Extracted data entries
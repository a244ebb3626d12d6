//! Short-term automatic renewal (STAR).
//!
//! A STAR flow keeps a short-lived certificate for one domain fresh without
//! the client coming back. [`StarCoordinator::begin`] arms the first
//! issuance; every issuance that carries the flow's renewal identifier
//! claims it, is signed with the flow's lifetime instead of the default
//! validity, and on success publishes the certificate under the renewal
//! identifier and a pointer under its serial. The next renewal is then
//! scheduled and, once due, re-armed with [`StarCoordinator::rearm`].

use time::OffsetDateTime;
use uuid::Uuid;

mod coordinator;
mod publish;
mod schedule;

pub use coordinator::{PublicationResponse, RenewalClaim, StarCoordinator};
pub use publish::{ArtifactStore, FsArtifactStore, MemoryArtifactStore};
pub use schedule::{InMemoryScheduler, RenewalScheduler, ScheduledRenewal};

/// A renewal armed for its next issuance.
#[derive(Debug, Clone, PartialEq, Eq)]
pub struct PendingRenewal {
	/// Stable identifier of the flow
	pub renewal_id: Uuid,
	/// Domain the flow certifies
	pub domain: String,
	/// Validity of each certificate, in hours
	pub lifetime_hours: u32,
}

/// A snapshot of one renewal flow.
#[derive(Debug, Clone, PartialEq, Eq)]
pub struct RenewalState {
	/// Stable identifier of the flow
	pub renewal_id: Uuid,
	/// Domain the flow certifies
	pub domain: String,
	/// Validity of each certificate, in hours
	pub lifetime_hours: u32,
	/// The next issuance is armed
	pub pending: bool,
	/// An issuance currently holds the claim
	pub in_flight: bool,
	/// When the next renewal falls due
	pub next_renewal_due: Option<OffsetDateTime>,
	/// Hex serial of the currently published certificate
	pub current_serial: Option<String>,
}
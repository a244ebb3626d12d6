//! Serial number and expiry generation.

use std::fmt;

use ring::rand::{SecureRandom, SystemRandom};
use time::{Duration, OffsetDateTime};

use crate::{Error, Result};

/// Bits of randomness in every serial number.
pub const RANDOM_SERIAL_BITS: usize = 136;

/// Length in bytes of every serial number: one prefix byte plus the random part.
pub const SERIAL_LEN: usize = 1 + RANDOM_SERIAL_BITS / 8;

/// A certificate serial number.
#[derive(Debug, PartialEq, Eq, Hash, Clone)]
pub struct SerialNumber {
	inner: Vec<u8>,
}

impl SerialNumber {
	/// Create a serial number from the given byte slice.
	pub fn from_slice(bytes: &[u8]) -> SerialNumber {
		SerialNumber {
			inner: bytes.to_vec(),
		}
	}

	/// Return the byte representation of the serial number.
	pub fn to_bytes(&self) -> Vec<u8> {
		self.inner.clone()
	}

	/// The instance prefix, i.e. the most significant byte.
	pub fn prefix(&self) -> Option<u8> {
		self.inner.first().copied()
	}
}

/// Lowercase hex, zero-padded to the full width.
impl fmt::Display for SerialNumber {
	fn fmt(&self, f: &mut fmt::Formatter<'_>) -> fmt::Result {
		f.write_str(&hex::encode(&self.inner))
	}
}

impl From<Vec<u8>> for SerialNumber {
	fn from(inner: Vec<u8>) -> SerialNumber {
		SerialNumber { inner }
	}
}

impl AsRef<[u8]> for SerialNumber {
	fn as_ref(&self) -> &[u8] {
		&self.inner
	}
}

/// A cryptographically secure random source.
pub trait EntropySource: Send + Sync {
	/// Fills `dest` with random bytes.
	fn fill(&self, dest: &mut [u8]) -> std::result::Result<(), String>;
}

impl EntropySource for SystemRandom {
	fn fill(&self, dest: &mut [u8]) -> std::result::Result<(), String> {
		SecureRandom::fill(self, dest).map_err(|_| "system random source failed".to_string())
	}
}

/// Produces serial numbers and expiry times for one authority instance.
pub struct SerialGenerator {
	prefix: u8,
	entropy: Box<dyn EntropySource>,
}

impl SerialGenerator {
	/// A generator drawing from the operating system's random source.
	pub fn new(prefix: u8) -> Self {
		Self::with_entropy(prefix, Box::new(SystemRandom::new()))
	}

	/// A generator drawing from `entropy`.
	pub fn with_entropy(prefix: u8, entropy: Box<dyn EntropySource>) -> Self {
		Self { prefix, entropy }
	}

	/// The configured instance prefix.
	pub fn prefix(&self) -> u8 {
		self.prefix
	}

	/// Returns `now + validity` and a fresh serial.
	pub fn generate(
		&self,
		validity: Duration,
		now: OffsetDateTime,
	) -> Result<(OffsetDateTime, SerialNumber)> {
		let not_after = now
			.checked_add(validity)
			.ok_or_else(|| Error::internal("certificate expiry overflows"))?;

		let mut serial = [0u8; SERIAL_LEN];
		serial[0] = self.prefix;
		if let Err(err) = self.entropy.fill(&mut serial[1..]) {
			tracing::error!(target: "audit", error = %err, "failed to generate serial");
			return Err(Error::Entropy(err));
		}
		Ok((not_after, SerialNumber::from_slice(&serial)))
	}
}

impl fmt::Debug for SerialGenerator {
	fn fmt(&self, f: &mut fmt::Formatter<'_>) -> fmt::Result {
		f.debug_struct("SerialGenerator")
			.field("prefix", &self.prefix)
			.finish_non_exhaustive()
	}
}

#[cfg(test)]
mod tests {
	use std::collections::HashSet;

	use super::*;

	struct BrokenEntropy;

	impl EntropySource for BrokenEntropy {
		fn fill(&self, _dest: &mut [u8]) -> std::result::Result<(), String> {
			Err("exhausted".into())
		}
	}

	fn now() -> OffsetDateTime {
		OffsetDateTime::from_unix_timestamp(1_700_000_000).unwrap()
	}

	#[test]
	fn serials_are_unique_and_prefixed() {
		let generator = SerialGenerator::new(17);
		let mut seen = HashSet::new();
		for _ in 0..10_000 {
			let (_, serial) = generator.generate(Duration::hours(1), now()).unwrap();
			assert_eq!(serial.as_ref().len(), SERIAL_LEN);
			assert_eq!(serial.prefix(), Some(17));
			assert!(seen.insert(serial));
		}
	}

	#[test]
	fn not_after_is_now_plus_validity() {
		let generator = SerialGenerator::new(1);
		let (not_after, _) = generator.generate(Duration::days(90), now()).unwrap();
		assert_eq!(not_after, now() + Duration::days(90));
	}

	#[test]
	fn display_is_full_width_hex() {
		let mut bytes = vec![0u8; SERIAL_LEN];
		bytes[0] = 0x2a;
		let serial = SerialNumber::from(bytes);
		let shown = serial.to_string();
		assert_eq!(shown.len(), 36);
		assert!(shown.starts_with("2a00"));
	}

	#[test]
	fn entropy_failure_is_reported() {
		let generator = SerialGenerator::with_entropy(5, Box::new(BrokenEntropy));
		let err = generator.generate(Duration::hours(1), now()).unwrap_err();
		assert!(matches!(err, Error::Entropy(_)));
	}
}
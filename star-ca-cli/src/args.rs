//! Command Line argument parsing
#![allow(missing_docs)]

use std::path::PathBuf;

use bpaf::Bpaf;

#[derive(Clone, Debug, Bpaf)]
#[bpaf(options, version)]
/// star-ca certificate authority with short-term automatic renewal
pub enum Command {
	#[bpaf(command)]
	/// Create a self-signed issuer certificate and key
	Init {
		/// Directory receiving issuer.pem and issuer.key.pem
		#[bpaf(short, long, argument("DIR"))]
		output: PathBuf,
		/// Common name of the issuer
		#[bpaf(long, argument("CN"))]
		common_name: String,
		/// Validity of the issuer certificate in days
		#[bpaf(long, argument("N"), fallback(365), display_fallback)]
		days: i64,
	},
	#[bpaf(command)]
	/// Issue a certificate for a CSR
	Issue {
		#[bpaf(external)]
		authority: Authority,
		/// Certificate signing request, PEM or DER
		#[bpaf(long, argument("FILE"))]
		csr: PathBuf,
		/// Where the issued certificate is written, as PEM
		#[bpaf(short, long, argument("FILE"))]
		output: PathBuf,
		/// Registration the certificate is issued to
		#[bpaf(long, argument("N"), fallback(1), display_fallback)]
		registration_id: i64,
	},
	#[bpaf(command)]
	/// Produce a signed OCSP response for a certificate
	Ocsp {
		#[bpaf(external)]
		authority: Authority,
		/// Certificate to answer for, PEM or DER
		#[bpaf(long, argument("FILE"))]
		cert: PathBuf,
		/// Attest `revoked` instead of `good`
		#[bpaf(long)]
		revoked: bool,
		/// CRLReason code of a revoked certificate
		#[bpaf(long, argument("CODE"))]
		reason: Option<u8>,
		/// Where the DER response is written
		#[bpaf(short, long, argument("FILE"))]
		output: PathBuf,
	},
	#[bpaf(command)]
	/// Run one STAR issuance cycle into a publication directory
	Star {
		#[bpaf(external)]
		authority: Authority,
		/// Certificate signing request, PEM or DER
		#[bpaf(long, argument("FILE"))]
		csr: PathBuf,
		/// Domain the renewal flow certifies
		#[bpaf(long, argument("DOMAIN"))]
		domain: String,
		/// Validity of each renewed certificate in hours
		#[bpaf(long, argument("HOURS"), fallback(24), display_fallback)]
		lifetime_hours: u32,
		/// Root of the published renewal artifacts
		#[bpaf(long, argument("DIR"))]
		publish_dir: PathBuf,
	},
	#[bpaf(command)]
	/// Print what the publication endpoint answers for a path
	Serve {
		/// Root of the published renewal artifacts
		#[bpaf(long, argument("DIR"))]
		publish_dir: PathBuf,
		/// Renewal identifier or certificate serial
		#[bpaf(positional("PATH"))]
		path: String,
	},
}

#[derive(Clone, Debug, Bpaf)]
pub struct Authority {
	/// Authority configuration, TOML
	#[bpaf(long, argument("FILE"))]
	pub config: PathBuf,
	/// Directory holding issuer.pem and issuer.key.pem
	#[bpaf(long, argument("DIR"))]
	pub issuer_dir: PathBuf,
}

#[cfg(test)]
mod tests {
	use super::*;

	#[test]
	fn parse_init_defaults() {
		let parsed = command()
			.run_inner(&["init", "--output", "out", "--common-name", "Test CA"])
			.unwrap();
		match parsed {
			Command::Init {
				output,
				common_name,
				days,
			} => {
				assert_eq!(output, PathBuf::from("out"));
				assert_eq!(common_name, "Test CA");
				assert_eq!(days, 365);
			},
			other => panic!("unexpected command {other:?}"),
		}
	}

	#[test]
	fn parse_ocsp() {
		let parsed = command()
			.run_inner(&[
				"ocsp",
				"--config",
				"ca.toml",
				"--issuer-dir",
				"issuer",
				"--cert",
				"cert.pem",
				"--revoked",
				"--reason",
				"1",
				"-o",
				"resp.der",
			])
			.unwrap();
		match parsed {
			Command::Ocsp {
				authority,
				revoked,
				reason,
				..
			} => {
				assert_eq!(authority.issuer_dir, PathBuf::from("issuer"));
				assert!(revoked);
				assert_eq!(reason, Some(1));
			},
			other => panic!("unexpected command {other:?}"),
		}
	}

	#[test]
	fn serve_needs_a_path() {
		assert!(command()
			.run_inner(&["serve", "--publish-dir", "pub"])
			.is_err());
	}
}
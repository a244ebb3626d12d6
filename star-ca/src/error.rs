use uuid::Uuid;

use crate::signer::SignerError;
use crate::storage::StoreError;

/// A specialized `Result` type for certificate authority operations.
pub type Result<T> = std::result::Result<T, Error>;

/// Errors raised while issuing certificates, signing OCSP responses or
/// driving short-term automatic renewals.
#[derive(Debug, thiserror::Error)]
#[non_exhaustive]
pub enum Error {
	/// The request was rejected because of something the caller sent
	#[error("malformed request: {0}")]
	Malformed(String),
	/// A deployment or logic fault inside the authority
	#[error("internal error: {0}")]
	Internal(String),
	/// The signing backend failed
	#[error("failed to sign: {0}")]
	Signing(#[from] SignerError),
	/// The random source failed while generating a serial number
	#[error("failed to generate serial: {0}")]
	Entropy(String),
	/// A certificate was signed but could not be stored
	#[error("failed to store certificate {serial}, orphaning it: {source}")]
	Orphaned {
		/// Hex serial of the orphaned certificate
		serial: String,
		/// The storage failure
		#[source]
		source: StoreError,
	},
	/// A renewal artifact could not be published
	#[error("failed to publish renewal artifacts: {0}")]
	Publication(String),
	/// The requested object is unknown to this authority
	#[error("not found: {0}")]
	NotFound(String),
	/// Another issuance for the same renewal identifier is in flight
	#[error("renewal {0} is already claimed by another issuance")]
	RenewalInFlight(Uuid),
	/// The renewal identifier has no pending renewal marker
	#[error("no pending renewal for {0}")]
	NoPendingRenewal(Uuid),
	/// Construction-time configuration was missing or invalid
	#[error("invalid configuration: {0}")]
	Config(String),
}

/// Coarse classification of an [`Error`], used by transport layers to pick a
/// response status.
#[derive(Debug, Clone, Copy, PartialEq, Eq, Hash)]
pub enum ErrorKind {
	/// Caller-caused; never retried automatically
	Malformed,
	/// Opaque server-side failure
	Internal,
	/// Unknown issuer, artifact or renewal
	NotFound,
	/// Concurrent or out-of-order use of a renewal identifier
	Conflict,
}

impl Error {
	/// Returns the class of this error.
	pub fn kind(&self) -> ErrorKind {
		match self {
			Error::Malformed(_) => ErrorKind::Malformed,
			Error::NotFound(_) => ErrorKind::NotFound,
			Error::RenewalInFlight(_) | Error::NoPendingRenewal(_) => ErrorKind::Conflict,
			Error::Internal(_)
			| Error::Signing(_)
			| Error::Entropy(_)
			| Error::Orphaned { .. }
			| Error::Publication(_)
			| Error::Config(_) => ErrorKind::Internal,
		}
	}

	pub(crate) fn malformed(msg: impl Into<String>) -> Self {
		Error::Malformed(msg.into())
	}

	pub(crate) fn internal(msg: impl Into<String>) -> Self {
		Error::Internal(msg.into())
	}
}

● **WORK REQUEST**
Go through the data and copy every line that includes "shown".

● **RESPONSE**
		let shown = serial.to_string();
		assert_eq!(shown.len(), 36);
		assert!(shown.starts_with("2a00"));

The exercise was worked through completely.